Rebranding HBCUs

rebranding-hbcus-post

by Richard F. America

Editor’s Note: In an earlier article for JBHE, Professor America asked “Can HBCUs Compete?” Now Dr. America offers his views on how HBCUs can go about a transformation so that these higher education institutions can thrive in the twenty-first century. The views expressed are those of the author. We invite readers to comment on Professor America’s proposals.

Morris Brown College, St. Paul’s College, Saint Augustine’s University, and other historically Black colleges and universities (HBCUs) have been in the news because they struggle to survive. At the same time, online learning, for-profit universities, and other new forms have emerged to deliver higher education. 

HBCUs must change or diminish. Visions, missions, branding, strategy and governance have grown obsolete. These must all be corrected to make sure the schools are effective and successful for another 100 years.

Vision: The HBCUs have generally seen their role as offering education at reasonable cost to previously excluded, “disadvantaged” students. They are often the first generation in their family to attend college. The colleges say they create opportunities to gain training and credentials that open doors and make upward mobility a realistic possibility.

This vision is actually now a hindrance. The colleges are operating in a new competitive reality. Students can, and do, find nurturing, understanding, encouraging, supportive resources at many other institutions, because they have changed. In the new competitive environment, that has emerged since the civil rights movement opened the doors of previously segregated colleges, HBCUs need a new vision.

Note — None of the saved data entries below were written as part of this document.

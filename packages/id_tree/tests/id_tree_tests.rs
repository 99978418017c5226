//! Integration tests for the `id_tree` package.
//!
//! These use the tree the way a handle table would: IDs picked by the caller or handed out by
//! `append()`, pointers held on to across unrelated mutations, and IDs that grow far apart.

use std::io;
use std::ptr::{self, NonNull};
use std::sync::{Arc, Mutex};

use id_tree::{AllocationPolicy, BuildError, DropPolicy, Error, IdTree};

#[test]
fn handle_table_lifecycle() {
    let mut tree = IdTree::<&str>::new();

    for (id, value) in [(3, "A"), (18, "B"), (11, "C"), (22, "D")] {
        tree.set(id, value).unwrap();
    }

    assert_eq!(tree.len(), 4);
    assert_eq!(tree.ids().collect::<Vec<_>>(), vec![3, 11, 18, 22]);

    let d_before = tree.get_ptr(22).unwrap();

    assert_eq!(tree.remove(18), Some("B"));

    assert_eq!(tree.len(), 3);
    assert_eq!(tree.ids().collect::<Vec<_>>(), vec![3, 11, 22]);
    assert!(tree.get(18).is_none());
    assert_eq!(*tree.get(22).unwrap(), "D");
    assert_eq!(tree.get_ptr(22), Some(d_before));
}

#[test]
fn depth_grows_under_existing_elements() {
    let mut tree = IdTree::<u64>::with_fan_out_bits(8).unwrap();

    tree.set(0, 0xdead).unwrap();
    let zero_before = tree.get_ptr(0).unwrap();
    assert_eq!(tree.depth(), 1);

    tree.set(300, 0xbeef).unwrap();

    assert_eq!(tree.depth(), 2);
    assert_eq!(*tree.get(0).unwrap(), 0xdead);
    assert_eq!(tree.get_ptr(0), Some(zero_before));
    assert_eq!(*tree.get(300).unwrap(), 0xbeef);
}

#[test]
fn append_continues_after_largest_id_ever_used() {
    let mut tree = IdTree::<u32>::new();

    assert_eq!(tree.append(0).unwrap().0, 0);

    tree.set(41, 1).unwrap();
    assert_eq!(tree.append(2).unwrap().0, 42);

    tree.remove(42);
    tree.remove(41);
    assert_eq!(tree.append(3).unwrap().0, 43);

    // SAFETY: The closure fully initializes the element.
    let (id, value) = unsafe {
        tree.append_with(|uninit| {
            uninit.write(4);
        })
    }
    .unwrap();
    assert_eq!(id, 44);
    assert_eq!(*value, 4);
}

#[test]
fn append_after_max_id_fails_cleanly() {
    let mut tree = IdTree::<u32>::builder()
        .large_id_warning(None)
        .build()
        .unwrap();

    tree.set(u32::MAX, 1).unwrap();

    let error = tree.append(2).unwrap_err();

    assert_eq!(error, Error::IdSpaceExhausted);
    assert_eq!(tree.len(), 1);
    assert_eq!(tree.ids().collect::<Vec<_>>(), vec![u32::MAX]);
}

#[test]
fn pointers_survive_heavy_churn() {
    let mut tree = IdTree::<[u64; 3]>::with_fan_out_bits(4).unwrap();

    let anchors = [0_u32, 7, 1000, 65_535];
    for id in anchors {
        tree.set(id, [u64::from(id); 3]).unwrap();
    }

    let pointers: Vec<NonNull<[u64; 3]>> =
        anchors.iter().map(|id| tree.get_ptr(*id).unwrap()).collect();

    for round in 0..1000_u32 {
        let id = round.wrapping_mul(2_654_435_761) % 1_000_000;
        if anchors.contains(&id) {
            continue;
        }

        tree.set(id, [0; 3]).unwrap();

        if round % 3 != 0 {
            tree.remove(id);
        }
    }

    for (id, pointer) in anchors.iter().zip(pointers) {
        assert_eq!(tree.get_ptr(*id), Some(pointer));

        // SAFETY: The ID is still present, so the pointer is valid, and we hold no reference.
        assert_eq!(unsafe { pointer.read() }, [u64::from(*id); 3]);
    }
}

#[test]
fn removing_everything_leaves_only_root() {
    let mut tree = IdTree::<String>::with_fan_out_bits(3).unwrap();

    let ids = [5, 64, 65, 512, 9999, 123_456];
    for id in ids {
        tree.set(id, id.to_string()).unwrap();
    }

    assert!(tree.page_count() > 1);

    for id in ids {
        assert_eq!(tree.remove(id), Some(id.to_string()));
    }

    assert!(tree.is_empty());
    assert_eq!(tree.page_count(), 1);
    assert_eq!(tree.first(), None);
}

#[test]
fn copy_has_same_associations() {
    let mut tree = IdTree::<u32>::new();

    for id in [2, 3, 5, 7, 11, 13, 4096] {
        tree.set(id, id * id).unwrap();
    }

    let copy = tree.clone();
    let doubled = tree.copy_with(|_, value| value * 2).unwrap();

    assert_eq!(copy.len(), tree.len());
    assert_eq!(doubled.len(), tree.len());

    for (id, value) in &tree {
        assert_eq!(*copy.get(id).unwrap(), *value);
        assert_eq!(*doubled.get(id).unwrap(), *value * 2);
        assert!(!ptr::eq(copy.get(id).unwrap().get_ref(), value.get_ref()));
    }
}

#[test]
fn moves_between_threads() {
    let mut tree = IdTree::<String>::new();
    tree.set(9, "sent".to_string()).unwrap();

    let tree = std::thread::spawn(move || {
        tree.set(10, "returned".to_string()).unwrap();
        tree
    })
    .join()
    .unwrap();

    assert_eq!(tree.len(), 2);
}

#[test]
fn reporting_policies_build() {
    for policy in [AllocationPolicy::ReturnNone, AllocationPolicy::WarnAndReturnNone] {
        let mut tree = IdTree::<u8>::builder()
            .allocation_policy(policy)
            .drop_policy(DropPolicy::MustNotDropItems)
            .build()
            .unwrap();

        tree.reserve(100).unwrap();
        tree.set(1, 1).unwrap();
        tree.clear();
    }
}

/// An element no allocator can ever provide storage for.
type Huge = [u8; 1 << 45];

fn tree_of_huge(policy: AllocationPolicy) -> IdTree<Huge> {
    IdTree::<Huge>::builder()
        .allocation_policy(policy)
        .build()
        .unwrap()
}

#[test]
#[cfg_attr(miri, ignore)] // Miri does not emulate the operating system refusing huge allocations.
fn failed_element_allocation_leaves_tree_unchanged() {
    let mut tree = tree_of_huge(AllocationPolicy::ReturnNone);

    // SAFETY: The initializer is never called because there is no storage to initialize.
    let result = unsafe { tree.set_with(5, |_| unreachable!("no storage was allocated")) };
    assert!(matches!(result, Err(Error::Allocation(_))));

    assert!(tree.is_empty());
    assert!(!tree.contains(5));
    assert_eq!(tree.depth(), 0);
    assert_eq!(tree.page_count(), 0);
    assert_eq!(tree.next_id(), 0);

    // SAFETY: As above.
    let result = unsafe { tree.append_with(|_| unreachable!("no storage was allocated")) };
    assert!(matches!(result, Err(Error::Allocation(_))));

    assert!(tree.is_empty());
    assert_eq!(tree.page_count(), 0);
    assert_eq!(tree.next_id(), 0);
}

#[test]
fn invalid_configuration_is_rejected() {
    assert_eq!(
        IdTree::<u32>::with_fan_out_bits(0).unwrap_err(),
        BuildError::FanOutBitsOutOfRange { bits: 0 }
    );
    assert_eq!(
        IdTree::<()>::builder().build().unwrap_err(),
        BuildError::ZeroSizedElement
    );
}

/// Collects formatted `tracing` output so tests can look at it.
#[derive(Clone, Default)]
struct CapturedOutput(Arc<Mutex<Vec<u8>>>);

impl CapturedOutput {
    fn text(&self) -> String {
        String::from_utf8(self.0.lock().unwrap().clone()).unwrap()
    }
}

impl io::Write for CapturedOutput {
    fn write(&mut self, buf: &[u8]) -> io::Result<usize> {
        self.0.lock().unwrap().extend_from_slice(buf);
        Ok(buf.len())
    }

    fn flush(&mut self) -> io::Result<()> {
        Ok(())
    }
}

fn with_captured_tracing(f: impl FnOnce()) -> String {
    let output = CapturedOutput::default();

    let writer = output.clone();
    let subscriber = tracing_subscriber::fmt()
        .with_max_level(tracing::Level::TRACE)
        .with_writer(move || writer.clone())
        .finish();

    tracing::subscriber::with_default(subscriber, f);

    output.text()
}

#[test]
fn large_id_is_reported() {
    let output = with_captured_tracing(|| {
        let mut tree = IdTree::<u32>::builder()
            .large_id_warning(Some(1000))
            .build()
            .unwrap();

        tree.set(999, 1).unwrap();
        tree.set(1000, 2).unwrap();

        // The warning changes nothing about the outcome.
        assert_eq!(tree.len(), 2);
    });

    assert_eq!(output.matches("inserting unusually large id").count(), 1);
}

#[test]
fn large_id_warning_can_be_disabled() {
    let output = with_captured_tracing(|| {
        let mut tree = IdTree::<u32>::builder()
            .large_id_warning(None)
            .build()
            .unwrap();

        tree.set(u32::MAX, 1).unwrap();
    });

    assert!(!output.contains("inserting unusually large id"));
    assert!(output.contains("id tree grew in depth"));
}

#[test]
#[cfg_attr(miri, ignore)] // Miri does not emulate the operating system refusing huge allocations.
fn failed_element_allocation_is_reported() {
    let output = with_captured_tracing(|| {
        let mut tree = tree_of_huge(AllocationPolicy::WarnAndReturnNone);

        // SAFETY: The initializer is never called because there is no storage to initialize.
        let result = unsafe { tree.set_with(1, |_| unreachable!("no storage was allocated")) };
        assert!(matches!(result, Err(Error::Allocation(_))));

        assert!(tree.is_empty());
        assert_eq!(tree.page_count(), 0);
        assert_eq!(tree.next_id(), 0);
    });

    assert!(output.contains("block pool failed to allocate a new chunk"));
}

The new vision should, generally be to provide quality education to a diverse student body, in a competitive institution that is on equal standing to all other similarly situated institutions.

Mission: In general, the missions of the HBCUs are similar to the visions: To help the poorly prepared, to remediate, and to provide understanding, and sensitivity to their students.

Instead, the missions of HBCUs should be to rise in the rankings from fourth tier to third or second tier by 2020 and to benchmark on higher-ranked schools so as to continuously improve in all aspects of curriculum, teaching, research, and service. And by doing that to serve a diverse student body who find our approach a good fit for their personal preferences.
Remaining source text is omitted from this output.